Saved entries
Segment Open

use std::sync::Arc;
use std::time::Duration;

use tracing_subscriber::{layer::SubscriberExt, util::SubscriberInitExt};

use audiobook_backend::controllers::catalog::CatalogController;
use audiobook_backend::controllers::convert::ConvertController;
use audiobook_backend::domain::conversion::ConversionService;
use audiobook_backend::domain::voice::VoiceCatalog;
use audiobook_backend::infrastructure::config::{Config, LogFormat};
use audiobook_backend::infrastructure::http::start_http_server;
use audiobook_backend::infrastructure::speech::{GoogleTranslateBackend, SpeechBackend};
use audiobook_backend::infrastructure::staging::Staging;

#[tokio::main]
async fn main() -> Result<(), Box<dyn std::error::Error>> {
    // Load configuration
    let config = Config::from_env()?;

    // Initialize logging
    init_logging(&config);

    tracing::info!(
        "Starting Audiobook Backend on {}:{}",
        config.host,
        config.port
    );

    // Create the speech backend client
    let backend: Arc<dyn SpeechBackend> = Arc::new(GoogleTranslateBackend::new(
        config.synthesis_host_template.clone(),
        config.catalog_url.clone(),
        Duration::from_secs(config.synthesis_timeout_secs),
    )?);
    tracing::info!(
        timeout_secs = config.synthesis_timeout_secs,
        "speech backend client initialized"
    );

    // Fetch and filter the language catalog once at startup; a failed fetch
    // degrades to the guaranteed default language.
    let catalog = Arc::new(VoiceCatalog::load(backend.as_ref()).await);
    tracing::info!(
        languages = catalog.languages().len(),
        voices = catalog.voices().len(),
        "voice catalog ready"
    );

    let staging = Arc::new(Staging::new(config.staging_dir.clone()));
    let config = Arc::new(config);

    // === DEPENDENCY INJECTION SETUP ===
    // 1. Instantiate services (inject backend, catalog and staging)
    tracing::info!("Instantiating services...");
    let conversion_service = Arc::new(ConversionService::new(
        backend.clone(),
        catalog.clone(),
        staging.clone(),
        config.extraction_cache_enabled,
    ));

    // 2. Instantiate controllers (inject services)
    tracing::info!("Instantiating controllers...");
    let convert_controller = Arc::new(ConvertController::new(conversion_service));
    let catalog_controller = Arc::new(CatalogController::new(catalog.clone()));

    // Start HTTP server with all routes
    start_http_server(config, catalog, convert_controller, catalog_controller).await?;

    Ok(())
}

fn init_logging(config: &Config) {
    if config.log_format == LogFormat::Json {
        tracing_subscriber::registry()
            .with(
                tracing_subscriber::EnvFilter::try_from_default_env()
                    .unwrap_or_else(|_| "audiobook_backend=debug,tower_http=debug".into()),
            )
            .with(tracing_subscriber::fmt::layer().json())
            .init();
    } else {
        tracing_subscriber::registry()
            .with(
                tracing_subscriber::EnvFilter::try_from_default_env()
                    .unwrap_or_else(|_| "audiobook_backend=debug,tower_http=debug".into()),
            )
            .with(tracing_subscriber::fmt::layer().pretty())
            .init();
    }
}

Segment Closed

▸ Your task
Whenever the string "with" turns up in a line of the data, copy that line.

▸ Finished task
    // Start HTTP server with all routes
            .with(
            .with(tracing_subscriber::fmt::layer().json())
            .with(
            .with(tracing_subscriber::fmt::layer().pretty())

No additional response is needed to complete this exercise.